Eyes On The Island''s holy hurricanes

Frank Reddy's debut blows readers off their feet.

Image STORM WARNING: Heavy rains spell disaster in Frank Reddy’s debut novel.Fiction Advocate

In Christianity, water is considered a pure agent; during baptism, immersion in water is meant to purify and regenerate. For pastor Will Fordham, however, water brings only disaster and ruin. Water killed Will’s father, it killed Will’s young son, and it’s all left him hollow: a wayward drunk, shunned even by the church congregation he once presided over. Only an island off the coast of Savannah offers Fordham a chance at salvation. So begins Eyes On The Island, the debut novel by Atlanta journalist Frank Reddy.

At a glance, Eyes On The Island appears to be your average tale of a broken man finding himself in nature, your typical Jack London-inspired fare. But Reddy instills in his readers hints of doubt from the very beginning. Will, diagnosed with epilepsy, has experienced strange visions from a young age. Creeping shadow-figures and images of giant clockwork gods haunt Reddy’s protagonist, and the question always hangs in the air: are they real?

“Speaking over the eerily robotic intonations of the weather radio, he chanted the verse. It was his mantra during times like these. The air lit up around him, tiny pixels of strange light that only he could see. He swore to others they were there. He saw them plain as day.”

Will travels to the island of Muskogee, owned by one Esther Campbell — an old widow, fighting developers attempting to seize the island through eminent domain loopholes — to serve as pastor to both Esther and the Muskogee artist’s colony. Will is embraced by the colony, most notably by a boy named John. John reminds Will of his deceased son, and Will is the spitting image of John’s father, a reporter who died under mysterious circumstances. The two are drawn to each other, but in bonding with John, Will is pulled into a deadly mystery revolving around the charismatic Maxwell Summerour, the self-appointed, unchallenged leader of the artist’s colony.
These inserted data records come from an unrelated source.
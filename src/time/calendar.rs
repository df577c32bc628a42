/// Trading calendar: weekdays minus configured exchange holidays
use chrono::{Datelike, Duration, NaiveDate};
use std::collections::HashSet;

/// How far back to search for trading days
const LOOKBACK_DAYS: i64 = 120;
/// How far ahead to search for the next trading day
const LOOKAHEAD_DAYS: i64 = 10;

#[derive(Debug, Clone, Default)]
pub struct TradeCalendar {
    holidays: HashSet<NaiveDate>,
}

impl TradeCalendar {
    pub fn new(holidays: impl IntoIterator<Item = NaiveDate>) -> Self {
        TradeCalendar {
            holidays: holidays.into_iter().collect(),
        }
    }

    /// Check if a date is a trading day (not weekend, not holiday)
    pub fn is_trading_day(&self, date: NaiveDate) -> bool {
        date.weekday().num_days_from_monday() < 5 && !self.holidays.contains(&date)
    }

    /// Latest trading day on or before `reference`
    pub fn latest_trading_day(&self, reference: NaiveDate) -> Option<NaiveDate> {
        (0..=LOOKBACK_DAYS)
            .map(|back| reference - Duration::days(back))
            .find(|d| self.is_trading_day(*d))
    }

    /// First trading day strictly after `date`
    pub fn next_trading_day(&self, date: NaiveDate) -> Option<NaiveDate> {
        (1..=LOOKAHEAD_DAYS)
            .map(|ahead| date + Duration::days(ahead))
            .find(|d| self.is_trading_day(*d))
    }

    /// True when the latest trading day closes its ISO week
    pub fn should_update_weekly(&self, reference: NaiveDate) -> bool {
        match self.latest_and_next(reference) {
            Some((latest, next)) => next.iso_week() != latest.iso_week(),
            None => true,
        }
    }

    /// True when the latest trading day closes its month
    pub fn should_update_monthly(&self, reference: NaiveDate) -> bool {
        match self.latest_and_next(reference) {
            Some((latest, next)) => (next.year(), next.month()) != (latest.year(), latest.month()),
            None => true,
        }
    }

    /// Last trading day of the most recent completed week
    pub fn expected_weekly_close(&self, reference: NaiveDate) -> Option<NaiveDate> {
        self.expected_close(reference, |d| {
            let w = d.iso_week();
            (w.year(), w.week())
        })
    }

    /// Last trading day of the most recent completed month
    pub fn expected_monthly_close(&self, reference: NaiveDate) -> Option<NaiveDate> {
        self.expected_close(reference, |d| (d.year(), d.month()))
    }

    fn latest_and_next(&self, reference: NaiveDate) -> Option<(NaiveDate, NaiveDate)> {
        let latest = self.latest_trading_day(reference)?;
        let next = self.next_trading_day(latest)?;
        Some((latest, next))
    }

    fn expected_close<K: Ord + Copy>(
        &self,
        reference: NaiveDate,
        period_of: impl Fn(NaiveDate) -> K,
    ) -> Option<NaiveDate> {
        let open_dates: Vec<NaiveDate> = (0..=LOOKBACK_DAYS)
            .rev()
            .map(|back| reference - Duration::days(back))
            .filter(|d| self.is_trading_day(*d))
            .collect();
        let last = *open_dates.last()?;

        let mut periods: Vec<K> = open_dates.iter().map(|d| period_of(*d)).collect();
        periods.dedup();
        if periods.len() < 2 {
            return Some(last);
        }

        let target = periods[periods.len() - 2];
        open_dates
            .iter()
            .rev()
            .find(|d| period_of(**d) == target)
            .copied()
            .or(Some(last))
    }
}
Reddy’s novel is deceptive and the air of uncertainty makes Eyes On The Island a gripping thriller. Will’s epilepsy is used to great effect, with only two appropriate exceptions, the reader sees the world through the filter of Will’s mind. Will’s symptoms strike randomly, strange images or seizure-induced blackouts interrupting scenes, no matter the intensity of the moment. It leaves readers scrambling for answers, thrown off-kilter as they — alongside Will — must ground themselves in the aftermath, wondering what happened in the space between consciousness.
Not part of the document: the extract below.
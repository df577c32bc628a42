pub mod calendar;
pub mod session;

pub use calendar::TradeCalendar;
pub use session::{is_trading_day, is_trading_time, trading_periods};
Reddy forces readers to question what is real and what is not. Are John’s concerns figments of his imagination, born from a lost father and an ill-fitting environment? Is Will seeing the hidden truths of the world, or is he simply hallucinating as a result of his disorder? The uncertainty of the world leaves readers on edge, eager to turn the page. Thanks to the images vividly described during one of Will’s epileptic episodes, readers familiar with H.P. Lovecraft could easily be convinced that Eyes On The Island was a cosmic horror story in disguise.

Eyes On The Island is solid, particularly for a debut novel. But it has issues, mostly involving length. It only sinks in during the final quarter, but the book feels too short to end in good standing. It comes off as though Reddy’s priorities weren’t quite in order. The final chapters are a thrilling whirlwind of events, but they can move too quickly for readers to fully understand. A rushed, condensed 60 pages feels like it needed 100. Yet a number of sex scenes that seem to serve no narrative purpose are included feeling like relics of a dropped subplot.

There are a number of similar relics in this novel. The dismissal of these ideas, information, and the plot points they represent is the novel’s greatest tragedy. Things that should be plot-critical are built up and then disregarded, wasting space and souring the book’s resolutions.

Despite its rough ending, Eyes On The Island is a delightfully entertaining debut, and readers can expect to finish it in a single sitting.

Eyes On The Island by Frank Reddy. Tues., Oct. 11. Fiction Advocate. $12.95. 166pp.